Summary: This short post shows a few examples of using parallel collections in Scala.
To be clear, these examples of using Scala parallel collections aren’t my own examples, they come from this page on the scala-lang.org website. But, for the completeness of my Scala cookbook recipes, I wanted to make sure I included a reference to parallel collections here. (I do have other examples of using parallel collections in Scala on this site.)
First, here’s an example of converting a normal Scala List to a parallel list (technically a ParSeq) so you can then run a parallel map method to transform a collection of String objects to all-uppercase strings:
scala> val lastNames = List("Smith","Jones","Frankenstein","Bach","Jackson","Rodin").par
lastNames: scala.collection.parallel.immutable.ParSeq[String]
= ParVector(Smith, Jones, Frankenstein, Bach, Jackson, Rodin)
scala> lastNames.map(_.toUpperCase)
res0: scala.collection.parallel.immutable.ParSeq[String]
= ParVector(SMITH, JONES, FRANKENSTEIN, BACH, JACKSON, RODIN)
And here’s a second example of how to convert a map operation on a List from the usual approach:
val list = (1 to 10000).toList list.map(_ + 42)

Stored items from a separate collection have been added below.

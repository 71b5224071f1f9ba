//! 判定ルール
//!
//! 判定順はこのファイルの `RULES` の並びそのもの。先に一致したルールが採用される。
//! キーワードが複数カテゴリに重なる場合は、この並びで解決する
//! （例: 「コンクリート金鏝押え」は屋根とコンクリートの両方にある）。

use crate::category::Category;
use crate::keywords::{self as kw, contains_any};

/// ルール評価の入力
#[derive(Debug, Clone, Copy, Default)]
pub struct RuleInput<'a> {
    /// 項目名（前後空白除去済み）
    pub name: &'a str,
    /// 工事区分
    pub work_category: &'a str,
    /// 直近の設備工事見出し
    pub context: &'a str,
}

/// 名前付き判定ルール
#[derive(Clone, Copy)]
pub struct Rule {
    pub name: &'static str,
    pub category: Category,
    pub predicate: fn(&RuleInput) -> bool,
}

impl std::fmt::Debug for Rule {
    fn fmt(&self, f: &mut std::fmt::Formatter<'_>) -> std::fmt::Result {
        f.debug_struct("Rule")
            .field("name", &self.name)
            .field("category", &self.category)
            .finish()
    }
}

impl Rule {
    pub fn matches(&self, input: &RuleInput) -> bool {
        (self.predicate)(input)
    }
}

/// 標準の判定順
pub const RULES: &[Rule] = &[
    Rule {
        name: "電気設備見出し",
        category: Category::ElectricEquipment,
        predicate: electric_section,
    },
    Rule {
        name: "機械設備見出し",
        category: Category::MechanicalEquipment,
        predicate: mechanical_section,
    },
    Rule {
        name: "電気設備",
        category: Category::ElectricEquipment,
        predicate: electric,
    },
    Rule {
        name: "機械設備",
        category: Category::MechanicalEquipment,
        predicate: mechanical,
    },
    Rule {
        name: "屋根・屋上",
        category: Category::Roof,
        predicate: roof,
    },
    Rule {
        name: "杭・地業",
        category: Category::Pile,
        predicate: pile,
    },
    Rule {
        name: "杭工事施工費",
        category: Category::Pile,
        predicate: pile_work_cost,
    },
    Rule {
        name: "コンクリート",
        category: Category::Concrete,
        predicate: concrete,
    },
    Rule {
        name: "鉄骨",
        category: Category::SteelFrame,
        predicate: steel_frame,
    },
    Rule {
        name: "鉄筋",
        category: Category::Rebar,
        predicate: rebar,
    },
    Rule {
        name: "その他躯体",
        category: Category::OtherStructure,
        predicate: other_structure,
    },
    Rule {
        name: "外壁",
        category: Category::ExteriorWall,
        predicate: exterior_wall,
    },
    Rule {
        name: "外部開口部",
        category: Category::ExteriorOpening,
        predicate: exterior_opening,
    },
    Rule {
        name: "内部床",
        category: Category::InteriorFloor,
        predicate: interior_floor,
    },
    Rule {
        name: "内部壁",
        category: Category::InteriorWall,
        predicate: interior_wall,
    },
    Rule {
        name: "内部開口部",
        category: Category::InteriorOpening,
        predicate: interior_opening,
    },
    Rule {
        name: "天井",
        category: Category::Ceiling,
        predicate: ceiling,
    },
    Rule {
        name: "内部雑",
        category: Category::InteriorMisc,
        predicate: interior_misc,
    },
    Rule {
        name: "対象外",
        category: Category::Excluded,
        predicate: excluded,
    },
];

/// 先頭から評価して最初に一致したルールを返す
pub fn first_match<'r>(rules: &'r [Rule], input: &RuleInput) -> Option<&'r Rule> {
    rules.iter().find(|rule| rule.matches(input))
}

/// 名前でルールを探す
pub fn find_rule(name: &str) -> Option<&'static Rule> {
    RULES.iter().find(|rule| rule.name == name)
}

// ---------------------------------------------------------------------------
// 設備見出しによる上書き
// ---------------------------------------------------------------------------

fn in_equipment_section(context: &str) -> bool {
    context.contains(kw::EQUIPMENT_SECTION_MARKER)
}

/// 設備の語を含まず、建築部位のルールに一致する項目名
///
/// 設備工事の見出し配下でも、こうした行（例: 「屋上防水」）は見出しで上書きしない。
fn names_building_element(input: &RuleInput) -> bool {
    if contains_any(input.name, kw::ELECTRIC) || contains_any(input.name, kw::MECHANICAL) {
        return false;
    }
    BUILDING_PREDICATES.iter().any(|predicate| predicate(input))
}

const BUILDING_PREDICATES: &[fn(&RuleInput) -> bool] = &[
    roof,
    pile,
    pile_work_cost,
    concrete,
    steel_frame,
    rebar,
    other_structure,
    exterior_wall,
    exterior_opening,
    interior_floor,
    interior_wall,
    interior_opening,
    ceiling,
    interior_misc,
];

fn electric_section(input: &RuleInput) -> bool {
    in_equipment_section(input.context)
        && contains_any(input.context, kw::ELECTRIC_SECTION_MARKERS)
        && !names_building_element(input)
}

fn mechanical_section(input: &RuleInput) -> bool {
    in_equipment_section(input.context)
        && contains_any(input.context, kw::MECHANICAL_SECTION_MARKERS)
        && !names_building_element(input)
}

// ---------------------------------------------------------------------------
// 項目名によるルール
// ---------------------------------------------------------------------------

fn electric(input: &RuleInput) -> bool {
    contains_any(input.name, kw::ELECTRIC)
}

fn mechanical(input: &RuleInput) -> bool {
    contains_any(input.name, kw::MECHANICAL)
}

fn has_roof_position(name: &str) -> bool {
    contains_any(name, kw::ROOF_POSITIONS)
}

fn roof(input: &RuleInput) -> bool {
    let name = input.name;
    if contains_any(name, kw::ROOF_EXCLUDES) {
        return false;
    }

    let finished = contains_any(name, kw::ROOF_FINISHES) || contains_any(name, kw::WATERPROOFING);
    (has_roof_position(name) && finished) || contains_any(name, kw::ROOF_DETAIL_PARTS)
}

fn pile(input: &RuleInput) -> bool {
    !contains_any(input.name, kw::PILE_EXCLUDES) && contains_any(input.name, kw::PILE)
}

fn pile_work_cost(input: &RuleInput) -> bool {
    input.work_category.contains(kw::PILE_WORK_CATEGORY) && input.name.contains(kw::PILE_WORK_COST)
}

fn concrete(input: &RuleInput) -> bool {
    let name = input.name;
    if contains_any(name, kw::CONCRETE_EXCLUDES) {
        return false;
    }
    // 屋根部位の金鏝押えは屋根側
    if has_roof_position(name) && name.contains(kw::TROWEL_FINISH) {
        return false;
    }
    contains_any(name, kw::CONCRETE)
}

fn steel_frame(input: &RuleInput) -> bool {
    !contains_any(input.name, kw::STEEL_EXCLUDES) && contains_any(input.name, kw::STEEL_FRAME)
}

fn rebar(input: &RuleInput) -> bool {
    let name = input.name;
    if contains_any(name, kw::REBAR_EXCLUDES) {
        return false;
    }
    // 場所打ち杭の鉄筋は杭側
    if contains_any(name, kw::CAST_IN_PLACE) && name.contains(kw::REBAR_WORD) {
        return false;
    }
    contains_any(name, kw::REBAR)
}

fn other_structure(input: &RuleInput) -> bool {
    contains_any(input.name, kw::OTHER_STRUCTURE)
}

fn exterior_wall(input: &RuleInput) -> bool {
    contains_any(input.name, kw::EXTERIOR_WALL)
}

fn exterior_opening(input: &RuleInput) -> bool {
    let name = input.name;
    if name.contains(kw::BASEBOARD) && contains_any(name, kw::BASEBOARD_EXTERIOR_CONTEXT) {
        return true;
    }
    contains_any(name, kw::EXTERIOR_OPENING)
}

fn interior_floor(input: &RuleInput) -> bool {
    let name = input.name;
    if name.contains(kw::CEILING_WORD) || name.contains(kw::WALL_WORD) {
        return false;
    }
    if has_roof_position(name) && contains_any(name, kw::FLOOR_ROOF_CONFLICTS) {
        return false;
    }
    name.contains(kw::FLOOR_WORD)
}

fn interior_wall(input: &RuleInput) -> bool {
    !contains_any(input.name, kw::INTERIOR_WALL_EXCLUDES)
        && contains_any(input.name, kw::INTERIOR_WALL)
}

fn interior_opening(input: &RuleInput) -> bool {
    contains_any(input.name, kw::INTERIOR_OPENING)
}

fn ceiling(input: &RuleInput) -> bool {
    input.name.contains(kw::CEILING_WORD) || contains_any(input.name, kw::CEILING)
}

fn interior_misc(input: &RuleInput) -> bool {
    contains_any(input.name, kw::INTERIOR_MISC)
}

fn excluded(input: &RuleInput) -> bool {
    contains_any(input.name, kw::SCAFFOLDING_EXCLUSIONS) || contains_any(input.name, kw::EXCLUDED)
}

to using the map method on a parallel collection by again invoking .par, this time without creating the explicit intermediate reference (as was done with lastNames in the previous example):
list.par.map(_ + 42)
Again, these Scala parallel programming examples come from this page on the official Scala website. I’ll add my own examples here in time, but until I get a chance to write those, I wanted to make sure that people who are using my Scala cookbook as a reference had a link to a great parallel programming resource.